Luego, vuelva a suspender el sedimento celular en 50 microlitros de mezcla de anticuerpos intracelulares. Agregue un microlitro de cada anticuerpo a los respectivos pocillos de perlas e incube la placa durante 30 minutos a temperatura ambiente. Sin mezclar, agregue 150 microlitros de tampón de saponina a cada pocillo que contenga muestras de células.
Agregue 100 microlitros de tampón de clasificación de células activado por fluorescencia a cada pozo de control de compensación para lavar las perlas. Una vez centrifugada la placa, se vuelve a suspender el sedimento celular y se controla en 200 microlitros de tampón de saponina y tampón de clasificación celular activado por fluorescencia, respectivamente. Centrifugar la placa a 500 g durante seis minutos a cuatro grados centígrados y retirar el sobrenadante.
Vuelva a suspender tanto las muestras de células como los controles de compensación en 200 microlitros de tampón de clasificación de células activado por fluorescencia. Transfiera las suspensiones a tubos de clasificación de células activadas por fluorescencia etiquetados. La secuenciación de ARN unicelular identificó un grupo microglial distinto separado de otros tipos de células cerebrales según los perfiles transcripcionales.

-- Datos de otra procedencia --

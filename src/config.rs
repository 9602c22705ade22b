use anyhow::{Context, Result};
use std::path::{Path, PathBuf};

pub const DEFAULT_API_URL: &str = "http://localhost:14243";
pub const DEFAULT_AUTH_TOKEN: &str = "helloworld";

/// Runtime configuration, resolved from the environment and an optional `.env`
#[derive(Debug, Clone, PartialEq, Eq)]
pub struct Config {
    /// Mem server base URL (MEM_API_URL)
    pub api_url: String,

    /// Bearer token sent with every request (MEM_AUTH_TOKEN)
    pub auth_token: String,

    /// Project whose session is saved (--project-path, PROJECT_PATH, or cwd)
    pub project_path: PathBuf,

    /// Keep at most this many recent messages; 0 means unlimited (MAX_MESSAGES)
    pub max_messages: usize,
}

fn env_or(key: &str, default: &str) -> String {
    std::env::var(key).unwrap_or_else(|_| default.to_string())
}

fn load_dotenv(dotenv_path: Option<&Path>) {
    // Existing environment variables always win over .env entries.
    let loaded = match dotenv_path {
        Some(path) => dotenvy::from_path(path).map(|_| path.to_path_buf()),
        None => dotenvy::dotenv(),
    };
    match loaded {
        Ok(path) => tracing::debug!(path = %path.display(), "loaded .env"),
        Err(err) if err.not_found() => {}
        Err(err) => tracing::warn!(error = %err, "ignoring unreadable .env"),
    }
}

fn parse_max_messages(raw: &str) -> Result<usize> {
    raw.trim()
        .parse()
        .with_context(|| format!("invalid MAX_MESSAGES {raw:?}: expected a non-negative integer"))
}

impl Config {
    /// Load config from the environment.
    ///
    /// `.env` is read first without overriding variables that are already
    /// set: `dotenv_path` when given, otherwise the nearest `.env` in the
    /// current directory or its parents. The project path comes from
    /// `project_path`, then `PROJECT_PATH`, then the current directory.
    pub fn load(project_path: Option<PathBuf>, dotenv_path: Option<&Path>) -> Result<Self> {
        load_dotenv(dotenv_path);

        let project_path = match project_path {
            Some(path) => path,
            None => match std::env::var_os("PROJECT_PATH").filter(|p| !p.is_empty()) {
                Some(path) => PathBuf::from(path),
                None => std::env::current_dir().context("unable to resolve current directory")?,
            },
        };

        let max_messages = match std::env::var("MAX_MESSAGES") {
            Ok(raw) => parse_max_messages(&raw)?,
            Err(_) => 0,
        };

        Ok(Self {
            api_url: env_or("MEM_API_URL", DEFAULT_API_URL),
            auth_token: env_or("MEM_AUTH_TOKEN", DEFAULT_AUTH_TOKEN),
            project_path,
            max_messages,
        })
    }
}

El análisis de expresión diferencial reveló genes significativamente regulados al alza en la microglía, incluidos Csf1r, Fcrls, Fyb, Adap2 y P2ry12. Las células microgliales se aislaron con éxito de muestras cerebrales vivas en función de su expresión distintiva de marcadores CD45 y CD11b. Se identificaron distintas subpoblaciones microgliales basadas en combinaciones de marcadores de activación, incluidos CD80, CD86, iNOS, CD206 y Arg1, CD86 y CD64, y CD163 con CD206.
La expresión génica del marcador de Ptprc e Itgam se localizó específicamente en el grupo microglial en la proyección umap, lo que confirma la identidad de estas células. El análisis del gráfico de violín mostró una menor expresión de marcadores antiinflamatorios, como Fcgr1 y Cd86, en la microglía tratada en comparación con el control del vehículo.
Este protocolo combina citometría de flujo y secuenciación de ARN de célula única para aislar y caracterizar los estados de las células microgliales en el cerebelo de cerebros de ratones neonatales tempranos. Emplea disociación enzimática y centrifugación en Percoll, junto con tinción inmunohistoquímica, para revelar la heterogeneidad de los microglías, lo que mejora la comprensión de sus roles en el desarrollo y la enfermedad del cerebelo.